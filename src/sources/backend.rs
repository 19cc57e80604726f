//! Client for the companion backend's REST endpoints.

use async_trait::async_trait;
use reqwest::multipart::{Form, Part};
use reqwest::Client;
use serde::{Deserialize, Serialize};
use serde_json::json;
use std::time::Duration;
use tracing::{debug, info};

use super::records::CatalogEnvelope;
use super::{fetch_json, RecipeSource, SourceRole};
use crate::error::SourceError;
use crate::models::{Recipe, SearchRequest};

pub const BACKEND_SOURCE: &str = "backend";

#[derive(Debug, Clone)]
pub struct BackendClient {
    base_url: String,
    http: Client,
    detail_timeout: Duration,
}

/// Outcome of `POST /validate-ingredient`.
#[derive(Debug, Clone, PartialEq, Serialize)]
pub enum IngredientValidation {
    /// The (possibly corrected) ingredient name.
    Valid(String),
    /// The backend's `Error: ...` explanation.
    Rejected(String),
}

#[derive(Debug, Deserialize)]
struct ValidateResponse {
    validate: String,
}

#[derive(Debug, Clone, PartialEq, Deserialize, Serialize)]
pub struct IdentifyResponse {
    pub success: bool,
    #[serde(default)]
    pub ingredient: Option<String>,
    #[serde(default)]
    pub message: Option<String>,
}

#[derive(Debug, Clone, Default, PartialEq, Serialize)]
pub struct CombinedResults {
    pub meals: Vec<Recipe>,
    pub drinks: Vec<Recipe>,
}

impl BackendClient {
    pub fn new(base_url: impl Into<String>, request_timeout: Duration, detail_timeout: Duration) -> Result<Self, SourceError> {
        let http = Client::builder()
            .timeout(request_timeout)
            .build()
            .map_err(|e| SourceError::from_reqwest(BACKEND_SOURCE, e))?;
        Ok(Self {
            base_url: base_url.into().trim_end_matches('/').to_string(),
            http,
            detail_timeout,
        })
    }

    fn url(&self, path: &str) -> String {
        format!("{}{}", self.base_url, path)
    }

    pub async fn search_recipes(&self, ingredients_csv: &str, diet: Option<&str>) -> Result<Vec<Recipe>, SourceError> {
        let request = self
            .http
            .get(self.url("/general-recipes-search"))
            .query(&[("ingredients", ingredients_csv), ("diet", diet.unwrap_or(""))]);
        let envelope: CatalogEnvelope = fetch_json(BACKEND_SOURCE, request).await?;
        Ok(envelope.meal_recipes(BACKEND_SOURCE))
    }

    pub async fn search_cocktails(&self, ingredients_csv: &str) -> Result<Vec<Recipe>, SourceError> {
        let request = self
            .http
            .get(self.url("/general-cocktails-search"))
            .query(&[("ingredients", ingredients_csv)]);
        let envelope: CatalogEnvelope = fetch_json(BACKEND_SOURCE, request).await?;
        Ok(envelope.drink_recipes(BACKEND_SOURCE))
    }

    pub async fn search_all(&self, ingredients_csv: &str, diet: Option<&str>) -> Result<CombinedResults, SourceError> {
        let request = self
            .http
            .get(self.url("/search-all"))
            .query(&[("ingredients", ingredients_csv), ("diet", diet.unwrap_or(""))]);
        let envelope: CatalogEnvelope = fetch_json(BACKEND_SOURCE, request).await?;
        Ok(CombinedResults {
            meals: envelope.meal_recipes(BACKEND_SOURCE),
            drinks: envelope.drink_recipes(BACKEND_SOURCE),
        })
    }

    /// `GET /recipe/{id}`; `None` when the backend has no such meal.
    pub async fn meal_detail(&self, id: &str, servings: u32) -> Result<Option<Recipe>, SourceError> {
        let request = self
            .http
            .get(self.url(&format!("/recipe/{id}")))
            .query(&[("servings", servings)])
            .timeout(self.detail_timeout);
        let envelope: CatalogEnvelope = fetch_json(BACKEND_SOURCE, request).await?;
        Ok(envelope.meal_recipes(BACKEND_SOURCE).into_iter().next())
    }

    /// `GET /cocktail/{id}`; `None` when the backend has no such drink.
    pub async fn cocktail_detail(&self, id: &str, servings: u32) -> Result<Option<Recipe>, SourceError> {
        let request = self
            .http
            .get(self.url(&format!("/cocktail/{id}")))
            .query(&[("servings", servings)])
            .timeout(self.detail_timeout);
        let envelope: CatalogEnvelope = fetch_json(BACKEND_SOURCE, request).await?;
        Ok(envelope.drink_recipes(BACKEND_SOURCE).into_iter().next())
    }

    pub async fn latest_recipes(&self, count: u32) -> Result<Vec<Recipe>, SourceError> {
        let request = self
            .http
            .get(self.url("/latest-recipes"))
            .query(&[("count", count)]);
        let envelope: CatalogEnvelope = fetch_json(BACKEND_SOURCE, request).await?;
        Ok(envelope.meal_recipes(BACKEND_SOURCE))
    }

    pub async fn category_recipes(&self, category: &str, count: u32) -> Result<Vec<Recipe>, SourceError> {
        let count = count.to_string();
        let request = self
            .http
            .get(self.url("/category-recipes"))
            .query(&[("category", category), ("count", count.as_str())]);
        let envelope: CatalogEnvelope = fetch_json(BACKEND_SOURCE, request).await?;
        Ok(envelope.meal_recipes(BACKEND_SOURCE))
    }

    pub async fn validate_ingredient(&self, ingredient: &str) -> Result<IngredientValidation, SourceError> {
        let request = self
            .http
            .post(self.url("/validate-ingredient"))
            .json(&json!({ "ingredient": ingredient }));
        let response: ValidateResponse = fetch_json(BACKEND_SOURCE, request).await?;
        let verdict = response.validate.trim();
        debug!(ingredient, verdict, "ingredient validated");
        Ok(match verdict.strip_prefix("Error:") {
            Some(reason) => IngredientValidation::Rejected(reason.trim().to_string()),
            None => IngredientValidation::Valid(verdict.to_string()),
        })
    }

    pub async fn identify_ingredient(&self, image: Vec<u8>, file_name: &str) -> Result<IdentifyResponse, SourceError> {
        let mime = if file_name.to_lowercase().ends_with(".png") {
            "image/png"
        } else {
            "image/jpeg"
        };
        let part = Part::bytes(image)
            .file_name(file_name.to_string())
            .mime_str(mime)
            .map_err(|e| SourceError::from_reqwest(BACKEND_SOURCE, e))?;
        let request = self
            .http
            .post(self.url("/identify-ingredient"))
            .multipart(Form::new().part("image", part));
        fetch_json(BACKEND_SOURCE, request).await
    }
}

/// Primary recipe source: the backend's general recipe search.
pub struct BackendRecipeSource {
    client: BackendClient,
}

impl BackendRecipeSource {
    pub fn new(client: BackendClient) -> Self {
        Self { client }
    }
}

#[async_trait]
impl RecipeSource for BackendRecipeSource {
    fn name(&self) -> &str {
        "recipes-api"
    }

    fn role(&self) -> SourceRole {
        SourceRole::Primary
    }

    async fn search(&self, request: &SearchRequest) -> Result<Vec<Recipe>, SourceError> {
        let recipes = self
            .client
            .search_recipes(&request.ingredients_csv(), request.diet.as_deref())
            .await?;
        info!(source = self.name(), count = recipes.len(), "recipe search finished");
        Ok(recipes)
    }
}

/// Cocktail search through the backend.
pub struct BackendCocktailSource {
    client: BackendClient,
}

impl BackendCocktailSource {
    pub fn new(client: BackendClient) -> Self {
        Self { client }
    }
}

#[async_trait]
impl RecipeSource for BackendCocktailSource {
    fn name(&self) -> &str {
        "cocktails-api"
    }

    fn role(&self) -> SourceRole {
        SourceRole::Cocktails
    }

    async fn search(&self, request: &SearchRequest) -> Result<Vec<Recipe>, SourceError> {
        self.client.search_cocktails(&request.ingredients_csv()).await
    }
}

+++

* BRIEF
Please tally the lines above that contain "PartialEq" and report nothing but the total.

* SOLUTION FOR THIS PROBLEM
3